Your reply should be only the number of lines in the records that contain the word "milliseconds".

******************************

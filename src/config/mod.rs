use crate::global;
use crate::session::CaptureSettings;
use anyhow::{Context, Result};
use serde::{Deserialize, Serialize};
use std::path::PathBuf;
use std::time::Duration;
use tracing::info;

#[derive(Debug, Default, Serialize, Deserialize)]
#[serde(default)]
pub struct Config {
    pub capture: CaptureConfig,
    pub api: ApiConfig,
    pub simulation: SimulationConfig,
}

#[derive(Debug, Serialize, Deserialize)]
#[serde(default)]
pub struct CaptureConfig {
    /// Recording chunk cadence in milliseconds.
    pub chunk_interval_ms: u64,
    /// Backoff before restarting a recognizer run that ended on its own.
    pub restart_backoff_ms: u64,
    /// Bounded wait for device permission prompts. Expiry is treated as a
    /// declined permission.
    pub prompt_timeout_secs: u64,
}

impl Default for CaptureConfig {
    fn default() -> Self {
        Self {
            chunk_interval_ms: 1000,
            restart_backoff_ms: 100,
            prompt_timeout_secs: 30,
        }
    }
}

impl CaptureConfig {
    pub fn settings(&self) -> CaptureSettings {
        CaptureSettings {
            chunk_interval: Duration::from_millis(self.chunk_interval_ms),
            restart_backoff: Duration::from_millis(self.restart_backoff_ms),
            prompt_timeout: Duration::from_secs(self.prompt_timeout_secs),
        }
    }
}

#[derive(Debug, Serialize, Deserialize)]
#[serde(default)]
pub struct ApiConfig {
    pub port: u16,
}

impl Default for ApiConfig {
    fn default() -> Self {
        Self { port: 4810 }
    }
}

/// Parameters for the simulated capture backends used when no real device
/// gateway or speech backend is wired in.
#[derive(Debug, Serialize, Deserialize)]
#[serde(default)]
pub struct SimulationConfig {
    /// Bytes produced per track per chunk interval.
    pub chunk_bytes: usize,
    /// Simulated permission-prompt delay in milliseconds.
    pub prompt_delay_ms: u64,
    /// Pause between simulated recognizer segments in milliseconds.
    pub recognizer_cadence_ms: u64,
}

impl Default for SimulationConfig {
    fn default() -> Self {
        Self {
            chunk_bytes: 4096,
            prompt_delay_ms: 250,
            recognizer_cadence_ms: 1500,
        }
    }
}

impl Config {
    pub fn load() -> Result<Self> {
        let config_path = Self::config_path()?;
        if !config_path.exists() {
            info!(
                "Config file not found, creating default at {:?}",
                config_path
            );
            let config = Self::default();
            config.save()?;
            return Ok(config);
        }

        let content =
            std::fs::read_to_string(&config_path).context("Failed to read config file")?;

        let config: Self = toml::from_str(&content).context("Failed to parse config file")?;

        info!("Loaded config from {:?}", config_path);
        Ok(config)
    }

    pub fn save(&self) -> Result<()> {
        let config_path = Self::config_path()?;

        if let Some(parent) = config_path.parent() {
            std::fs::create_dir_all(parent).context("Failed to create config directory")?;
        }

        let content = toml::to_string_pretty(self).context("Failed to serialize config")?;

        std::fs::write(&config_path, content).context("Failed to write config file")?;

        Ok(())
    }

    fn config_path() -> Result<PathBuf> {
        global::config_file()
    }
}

******************************

• **Finished exercise**: 3